ASUS Readies NUC Mini PCs Powered by AMD Ryzen AI MAX "Strix Halo" SoCs

ASUS is working on a new line of NUC mini PCs powered by the AMD Ryzen AI MAX "Strix Halo" mobile processors that come with oversized iGPUs and CPU core counts as high as 16-core/32-thread "Zen 5." This was sniffed out in shipping manifests by Olrak29_ on its way to being tested by the BIS (Bureau of Indian Standards) for regulatory certification similar to CE, with the manifest describing the NUC model as the "NUC14LNS," meaning that this box is from the NUC 14 series. The manifest describes the NUC sample as featuring the top of the line Ryzen AI MAX+ 395.

The Ryzen AI MAX+ 395 maxes out everything on the silicon, featuring 16 "Zen 5" CPU cores across two CCDs with full 512-bit FPUs, with 80 MB of "total cache" (L3+L2) between them; a 50 TOPS-class NPU that can locally accelerate Microsoft Copilot+, and that large RDNA 3.5 iGPU with 40 compute units (2,560 stream processors), 80 AI accelerators, and 40 ray accelerators.
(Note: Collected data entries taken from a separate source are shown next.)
//! Allocation result types

use std::collections::HashMap;

use serde::{Deserialize, Serialize};

/// A valid allocation: non-negative weights summing to one
#[derive(Debug, Clone, PartialEq, Serialize, Deserialize)]
pub struct OptimizationResult {
    /// Supplier name -> share of the order
    pub allocations: HashMap<String, f64>,

    /// Blended expected per-unit cost `Σ w_i μ_i`
    pub expected_cost: f64,

    /// Blended per-unit cost variance `Σ w_i² σ_i²` (suppliers independent)
    pub cost_variance: f64,

    /// `expected_cost + λ · cost_variance`
    pub objective_value: f64,

    pub risk_aversion: f64,

    /// Expected fraction of the order delivered under this allocation
    pub delivered_fraction: f64,

    /// Lagrange multiplier of the yield floor, when it was binding
    pub yield_floor_multiplier: Option<f64>,

    /// Bisection steps performed
    pub iterations: usize,
}

impl OptimizationResult {
    pub fn weight(&self, supplier: &str) -> f64 {
        self.allocations.get(supplier).copied().unwrap_or(0.0)
    }

    /// Allocations from largest to smallest share, ties by name
    pub fn sorted_allocations(&self) -> Vec<(&str, f64)> {
        let mut sorted: Vec<(&str, f64)> = self
            .allocations
            .iter()
            .map(|(name, weight)| (name.as_str(), *weight))
            .collect();
        sorted.sort_by(|a, b| b.1.total_cmp(&a.1).then_with(|| a.0.cmp(b.0)));
        sorted
    }
}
What's interesting about this NUC is that it will not come with SO-DIMM slots, since the "Strix Halo" SoC features a 256-bit wide LPDDR5X memory interface. It will either have hardwired memory, or use a pair of LPCAMM2 modules (each with a 128-bit bus width), which is less likely. With all the rage about AI developers using M4-powered Mac minis to accelerate DeepSeek, is ASUS eying a slice of the AI market?
Source: Olrak29 (Twitter)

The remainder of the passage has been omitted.